START DATA IN THIS EXERCISE
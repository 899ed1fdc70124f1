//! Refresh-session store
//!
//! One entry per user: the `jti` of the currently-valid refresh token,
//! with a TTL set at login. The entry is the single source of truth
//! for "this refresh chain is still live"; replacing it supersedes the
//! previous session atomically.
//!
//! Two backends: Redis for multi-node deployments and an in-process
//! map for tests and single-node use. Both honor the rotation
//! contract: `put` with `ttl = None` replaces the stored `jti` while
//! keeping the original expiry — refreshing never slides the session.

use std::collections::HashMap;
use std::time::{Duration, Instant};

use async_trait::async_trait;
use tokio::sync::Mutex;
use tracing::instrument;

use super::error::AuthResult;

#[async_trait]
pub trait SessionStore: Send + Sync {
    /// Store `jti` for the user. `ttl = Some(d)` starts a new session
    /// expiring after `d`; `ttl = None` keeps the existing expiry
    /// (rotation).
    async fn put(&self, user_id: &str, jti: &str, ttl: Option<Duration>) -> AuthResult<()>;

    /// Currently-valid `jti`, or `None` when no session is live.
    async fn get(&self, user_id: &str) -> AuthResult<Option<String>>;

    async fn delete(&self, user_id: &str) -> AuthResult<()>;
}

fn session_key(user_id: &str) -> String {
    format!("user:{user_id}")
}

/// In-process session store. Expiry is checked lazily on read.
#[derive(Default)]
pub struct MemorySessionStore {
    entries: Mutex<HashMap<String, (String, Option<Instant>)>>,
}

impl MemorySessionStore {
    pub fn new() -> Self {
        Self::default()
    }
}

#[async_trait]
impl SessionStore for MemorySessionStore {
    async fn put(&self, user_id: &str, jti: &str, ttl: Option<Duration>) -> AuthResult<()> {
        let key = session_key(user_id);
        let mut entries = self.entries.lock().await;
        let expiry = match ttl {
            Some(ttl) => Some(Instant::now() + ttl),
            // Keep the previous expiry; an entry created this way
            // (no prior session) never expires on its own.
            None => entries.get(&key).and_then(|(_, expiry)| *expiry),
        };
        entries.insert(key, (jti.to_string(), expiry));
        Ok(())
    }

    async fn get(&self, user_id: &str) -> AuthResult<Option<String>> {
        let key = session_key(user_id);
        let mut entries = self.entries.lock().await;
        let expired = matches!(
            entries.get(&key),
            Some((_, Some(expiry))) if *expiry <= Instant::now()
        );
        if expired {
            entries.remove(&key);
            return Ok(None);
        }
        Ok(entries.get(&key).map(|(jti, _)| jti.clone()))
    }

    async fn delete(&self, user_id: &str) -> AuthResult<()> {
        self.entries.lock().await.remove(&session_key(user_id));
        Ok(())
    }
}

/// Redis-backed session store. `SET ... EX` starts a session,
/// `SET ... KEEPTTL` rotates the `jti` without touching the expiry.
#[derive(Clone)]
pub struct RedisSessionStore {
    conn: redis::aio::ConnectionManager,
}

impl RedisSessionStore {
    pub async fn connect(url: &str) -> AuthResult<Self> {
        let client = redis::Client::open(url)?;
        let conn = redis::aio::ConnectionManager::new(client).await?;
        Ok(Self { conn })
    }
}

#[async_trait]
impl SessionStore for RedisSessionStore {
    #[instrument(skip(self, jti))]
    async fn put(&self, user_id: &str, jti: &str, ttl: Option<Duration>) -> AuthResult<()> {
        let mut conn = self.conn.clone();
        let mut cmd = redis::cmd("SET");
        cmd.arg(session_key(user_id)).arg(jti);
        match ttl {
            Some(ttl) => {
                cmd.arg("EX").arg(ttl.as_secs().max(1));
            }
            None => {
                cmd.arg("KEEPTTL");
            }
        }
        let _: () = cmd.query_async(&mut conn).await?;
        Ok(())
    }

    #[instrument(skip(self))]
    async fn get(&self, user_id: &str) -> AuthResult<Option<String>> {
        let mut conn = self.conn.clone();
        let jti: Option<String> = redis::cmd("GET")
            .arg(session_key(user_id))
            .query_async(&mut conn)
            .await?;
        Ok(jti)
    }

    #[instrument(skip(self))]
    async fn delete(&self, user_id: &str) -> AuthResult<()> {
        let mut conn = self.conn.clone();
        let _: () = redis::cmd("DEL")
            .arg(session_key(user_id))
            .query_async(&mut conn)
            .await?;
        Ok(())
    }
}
END DATA IN THIS EXERCISE
**EXERCISE DETAILS:** Without omitting anything, retype all of the material above exactly.

**EXERCISE OUTPUT:**
repository 899ed1fdc70124f1
//! Refresh-session store
//!
//! One entry per user: the `jti` of the currently-valid refresh token,
//! with a TTL set at login. The entry is the single source of truth
//! for "this refresh chain is still live"; replacing it supersedes the
//! previous session atomically.
//!
//! Two backends: Redis for multi-node deployments and an in-process
//! map for tests and single-node use. Both honor the rotation
//! contract: `put` with `ttl = None` replaces the stored `jti` while
//! keeping the original expiry — refreshing never slides the session.

use std::collections::HashMap;
use std::time::{Duration, Instant};

use async_trait::async_trait;
use tokio::sync::Mutex;
use tracing::instrument;

use super::error::AuthResult;

#[async_trait]
pub trait SessionStore: Send + Sync {
    /// Store `jti` for the user. `ttl = Some(d)` starts a new session
    /// expiring after `d`; `ttl = None` keeps the existing expiry
    /// (rotation).
    async fn put(&self, user_id: &str, jti: &str, ttl: Option<Duration>) -> AuthResult<()>;

    /// Currently-valid `jti`, or `None` when no session is live.
    async fn get(&self, user_id: &str) -> AuthResult<Option<String>>;

    async fn delete(&self, user_id: &str) -> AuthResult<()>;
}

fn session_key(user_id: &str) -> String {
    format!("user:{user_id}")
}

/// In-process session store. Expiry is checked lazily on read.
#[derive(Default)]
pub struct MemorySessionStore {
    entries: Mutex<HashMap<String, (String, Option<Instant>)>>,
}

impl MemorySessionStore {
    pub fn new() -> Self {
        Self::default()
    }
}

#[async_trait]
impl SessionStore for MemorySessionStore {
    async fn put(&self, user_id: &str, jti: &str, ttl: Option<Duration>) -> AuthResult<()> {
        let key = session_key(user_id);
        let mut entries = self.entries.lock().await;
        let expiry = match ttl {
            Some(ttl) => Some(Instant::now() + ttl),
            // Keep the previous expiry; an entry created this way
            // (no prior session) never expires on its own.
            None => entries.get(&key).and_then(|(_, expiry)| *expiry),
        };
        entries.insert(key, (jti.to_string(), expiry));
        Ok(())
    }

    async fn get(&self, user_id: &str) -> AuthResult<Option<String>> {
        let key = session_key(user_id);
        let mut entries = self.entries.lock().await;
        let expired = matches!(
            entries.get(&key),
            Some((_, Some(expiry))) if *expiry <= Instant::now()
        );
        if expired {
            entries.remove(&key);
            return Ok(None);
        }
        Ok(entries.get(&key).map(|(jti, _)| jti.clone()))
    }

    async fn delete(&self, user_id: &str) -> AuthResult<()> {
        self.entries.lock().await.remove(&session_key(user_id));
        Ok(())
    }
}

/// Redis-backed session store. `SET ... EX` starts a session,
/// `SET ... KEEPTTL` rotates the `jti` without touching the expiry.
#[derive(Clone)]
pub struct RedisSessionStore {
    conn: redis::aio::ConnectionManager,
}

impl RedisSessionStore {
    pub async fn connect(url: &str) -> AuthResult<Self> {
        let client = redis::Client::open(url)?;
        let conn = redis::aio::ConnectionManager::new(client).await?;
        Ok(Self { conn })
    }
}

#[async_trait]
impl SessionStore for RedisSessionStore {
    #[instrument(skip(self, jti))]
    async fn put(&self, user_id: &str, jti: &str, ttl: Option<Duration>) -> AuthResult<()> {
        let mut conn = self.conn.clone();
        let mut cmd = redis::cmd("SET");
        cmd.arg(session_key(user_id)).arg(jti);
        match ttl {
            Some(ttl) => {
                cmd.arg("EX").arg(ttl.as_secs().max(1));
            }
            None => {
                cmd.arg("KEEPTTL");
            }
        }
        let _: () = cmd.query_async(&mut conn).await?;
        Ok(())
    }

    #[instrument(skip(self))]
    async fn get(&self, user_id: &str) -> AuthResult<Option<String>> {
        let mut conn = self.conn.clone();
        let jti: Option<String> = redis::cmd("GET")
            .arg(session_key(user_id))
            .query_async(&mut conn)
            .await?;
        Ok(jti)
    }

    #[instrument(skip(self))]
    async fn delete(&self, user_id: &str) -> AuthResult<()> {
        let mut conn = self.conn.clone();
        let _: () = redis::cmd("DEL")
            .arg(session_key(user_id))
            .query_async(&mut conn)
            .await?;
        Ok(())
    }
}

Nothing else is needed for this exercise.